What you should do:
For these records, count the lines containing the word "AnalyticAccountId" and respond with the number alone.

Dataset records:
·····
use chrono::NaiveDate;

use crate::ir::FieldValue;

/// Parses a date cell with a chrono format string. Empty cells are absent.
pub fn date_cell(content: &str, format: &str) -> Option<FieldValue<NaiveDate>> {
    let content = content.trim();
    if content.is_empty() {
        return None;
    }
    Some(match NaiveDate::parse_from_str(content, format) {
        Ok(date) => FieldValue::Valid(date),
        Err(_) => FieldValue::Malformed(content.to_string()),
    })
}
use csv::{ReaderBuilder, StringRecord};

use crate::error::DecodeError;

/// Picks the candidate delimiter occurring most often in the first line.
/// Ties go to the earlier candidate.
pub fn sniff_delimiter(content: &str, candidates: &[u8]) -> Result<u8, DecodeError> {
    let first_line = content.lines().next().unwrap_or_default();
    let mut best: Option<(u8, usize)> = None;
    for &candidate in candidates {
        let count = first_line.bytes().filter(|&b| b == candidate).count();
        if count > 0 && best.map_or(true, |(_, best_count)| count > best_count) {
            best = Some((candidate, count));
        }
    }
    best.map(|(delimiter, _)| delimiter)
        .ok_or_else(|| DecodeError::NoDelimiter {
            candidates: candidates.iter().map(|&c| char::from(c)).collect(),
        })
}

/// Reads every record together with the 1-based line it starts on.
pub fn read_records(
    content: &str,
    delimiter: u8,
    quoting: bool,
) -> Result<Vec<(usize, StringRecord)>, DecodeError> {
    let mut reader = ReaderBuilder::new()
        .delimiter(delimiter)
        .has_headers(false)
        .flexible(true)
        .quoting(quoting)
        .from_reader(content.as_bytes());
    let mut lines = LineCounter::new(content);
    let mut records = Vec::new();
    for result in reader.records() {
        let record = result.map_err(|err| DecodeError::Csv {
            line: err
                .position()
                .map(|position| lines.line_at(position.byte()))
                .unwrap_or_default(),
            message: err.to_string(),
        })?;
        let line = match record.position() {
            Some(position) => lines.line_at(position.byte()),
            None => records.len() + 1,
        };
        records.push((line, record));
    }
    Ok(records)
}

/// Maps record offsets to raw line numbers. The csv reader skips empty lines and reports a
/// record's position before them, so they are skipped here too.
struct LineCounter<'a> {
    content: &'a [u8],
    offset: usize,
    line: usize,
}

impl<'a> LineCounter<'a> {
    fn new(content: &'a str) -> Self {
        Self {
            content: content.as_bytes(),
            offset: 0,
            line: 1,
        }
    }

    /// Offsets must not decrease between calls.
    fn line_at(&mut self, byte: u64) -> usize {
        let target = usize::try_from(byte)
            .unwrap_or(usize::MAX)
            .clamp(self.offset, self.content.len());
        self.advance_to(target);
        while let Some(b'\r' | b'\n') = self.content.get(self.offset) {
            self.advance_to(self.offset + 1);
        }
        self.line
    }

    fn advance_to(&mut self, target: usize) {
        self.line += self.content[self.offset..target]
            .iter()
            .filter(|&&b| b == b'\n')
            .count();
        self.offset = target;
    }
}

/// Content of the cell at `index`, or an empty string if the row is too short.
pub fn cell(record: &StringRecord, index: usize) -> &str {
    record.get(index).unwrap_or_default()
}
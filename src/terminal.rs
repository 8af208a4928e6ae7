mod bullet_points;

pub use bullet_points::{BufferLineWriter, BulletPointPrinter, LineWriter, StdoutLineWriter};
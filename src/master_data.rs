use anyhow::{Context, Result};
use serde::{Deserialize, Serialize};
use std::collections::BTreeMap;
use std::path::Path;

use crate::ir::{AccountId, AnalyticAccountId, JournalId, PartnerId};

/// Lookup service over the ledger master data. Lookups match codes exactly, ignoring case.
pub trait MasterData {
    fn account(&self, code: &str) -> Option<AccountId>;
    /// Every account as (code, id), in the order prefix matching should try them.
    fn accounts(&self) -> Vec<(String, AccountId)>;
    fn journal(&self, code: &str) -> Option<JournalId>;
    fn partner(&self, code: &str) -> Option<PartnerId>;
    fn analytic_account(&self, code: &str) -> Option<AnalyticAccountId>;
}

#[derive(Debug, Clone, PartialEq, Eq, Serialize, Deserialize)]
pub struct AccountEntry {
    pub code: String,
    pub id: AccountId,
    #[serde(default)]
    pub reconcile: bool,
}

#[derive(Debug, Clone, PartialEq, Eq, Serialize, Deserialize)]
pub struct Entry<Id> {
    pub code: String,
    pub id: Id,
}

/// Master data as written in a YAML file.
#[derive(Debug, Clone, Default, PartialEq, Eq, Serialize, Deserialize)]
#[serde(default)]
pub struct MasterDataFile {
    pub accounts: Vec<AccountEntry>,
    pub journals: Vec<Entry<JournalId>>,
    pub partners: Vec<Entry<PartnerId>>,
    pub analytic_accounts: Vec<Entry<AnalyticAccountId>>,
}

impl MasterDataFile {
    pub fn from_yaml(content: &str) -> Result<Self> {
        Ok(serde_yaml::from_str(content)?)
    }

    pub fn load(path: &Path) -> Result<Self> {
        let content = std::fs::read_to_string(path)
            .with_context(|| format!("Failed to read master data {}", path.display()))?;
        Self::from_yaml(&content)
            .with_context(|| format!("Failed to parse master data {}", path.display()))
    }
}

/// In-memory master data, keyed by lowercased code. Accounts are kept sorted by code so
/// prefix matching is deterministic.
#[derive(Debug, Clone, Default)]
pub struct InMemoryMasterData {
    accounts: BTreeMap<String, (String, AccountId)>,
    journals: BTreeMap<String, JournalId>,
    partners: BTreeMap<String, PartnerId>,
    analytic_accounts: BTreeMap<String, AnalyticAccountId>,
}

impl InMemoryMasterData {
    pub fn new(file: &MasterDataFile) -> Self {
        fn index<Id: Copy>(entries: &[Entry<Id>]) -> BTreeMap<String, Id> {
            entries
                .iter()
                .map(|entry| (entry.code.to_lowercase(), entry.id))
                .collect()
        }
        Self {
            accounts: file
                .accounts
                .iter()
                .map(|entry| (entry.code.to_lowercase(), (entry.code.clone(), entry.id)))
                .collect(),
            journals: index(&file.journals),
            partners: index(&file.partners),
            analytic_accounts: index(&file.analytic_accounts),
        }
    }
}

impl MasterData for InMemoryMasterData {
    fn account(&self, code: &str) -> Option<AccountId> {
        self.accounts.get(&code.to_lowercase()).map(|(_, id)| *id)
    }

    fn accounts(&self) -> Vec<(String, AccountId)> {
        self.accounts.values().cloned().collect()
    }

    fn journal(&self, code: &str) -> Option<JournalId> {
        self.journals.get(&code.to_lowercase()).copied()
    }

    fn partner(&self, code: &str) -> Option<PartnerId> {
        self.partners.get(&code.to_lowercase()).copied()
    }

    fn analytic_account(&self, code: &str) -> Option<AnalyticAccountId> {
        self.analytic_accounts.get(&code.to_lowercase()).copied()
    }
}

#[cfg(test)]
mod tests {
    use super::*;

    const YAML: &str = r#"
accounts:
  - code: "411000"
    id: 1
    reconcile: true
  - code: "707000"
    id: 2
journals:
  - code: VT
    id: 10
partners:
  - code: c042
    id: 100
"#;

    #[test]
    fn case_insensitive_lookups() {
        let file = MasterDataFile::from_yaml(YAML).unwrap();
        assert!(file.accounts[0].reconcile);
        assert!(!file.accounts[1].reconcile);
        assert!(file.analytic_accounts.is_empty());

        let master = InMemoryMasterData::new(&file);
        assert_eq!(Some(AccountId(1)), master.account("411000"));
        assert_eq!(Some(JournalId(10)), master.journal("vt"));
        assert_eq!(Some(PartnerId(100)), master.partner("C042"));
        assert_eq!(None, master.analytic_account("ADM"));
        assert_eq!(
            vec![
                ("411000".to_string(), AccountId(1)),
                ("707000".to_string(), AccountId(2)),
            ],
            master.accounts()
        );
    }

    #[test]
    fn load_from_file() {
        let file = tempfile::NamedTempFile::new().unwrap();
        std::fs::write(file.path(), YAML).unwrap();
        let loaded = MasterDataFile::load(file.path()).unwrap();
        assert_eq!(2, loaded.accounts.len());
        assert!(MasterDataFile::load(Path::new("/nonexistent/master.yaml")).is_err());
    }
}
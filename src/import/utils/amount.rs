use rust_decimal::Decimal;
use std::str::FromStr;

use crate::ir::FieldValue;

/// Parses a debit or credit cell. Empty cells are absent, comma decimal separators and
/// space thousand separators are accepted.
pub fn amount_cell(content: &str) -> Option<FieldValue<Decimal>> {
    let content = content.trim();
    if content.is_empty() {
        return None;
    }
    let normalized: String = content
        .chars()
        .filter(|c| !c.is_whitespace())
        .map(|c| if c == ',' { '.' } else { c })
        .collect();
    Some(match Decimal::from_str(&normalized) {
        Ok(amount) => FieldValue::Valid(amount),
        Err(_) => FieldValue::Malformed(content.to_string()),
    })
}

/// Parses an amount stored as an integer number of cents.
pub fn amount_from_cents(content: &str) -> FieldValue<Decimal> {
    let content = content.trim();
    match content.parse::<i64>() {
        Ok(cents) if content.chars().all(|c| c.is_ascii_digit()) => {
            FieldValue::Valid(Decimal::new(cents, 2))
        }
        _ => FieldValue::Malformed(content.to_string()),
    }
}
·····
The answer:
5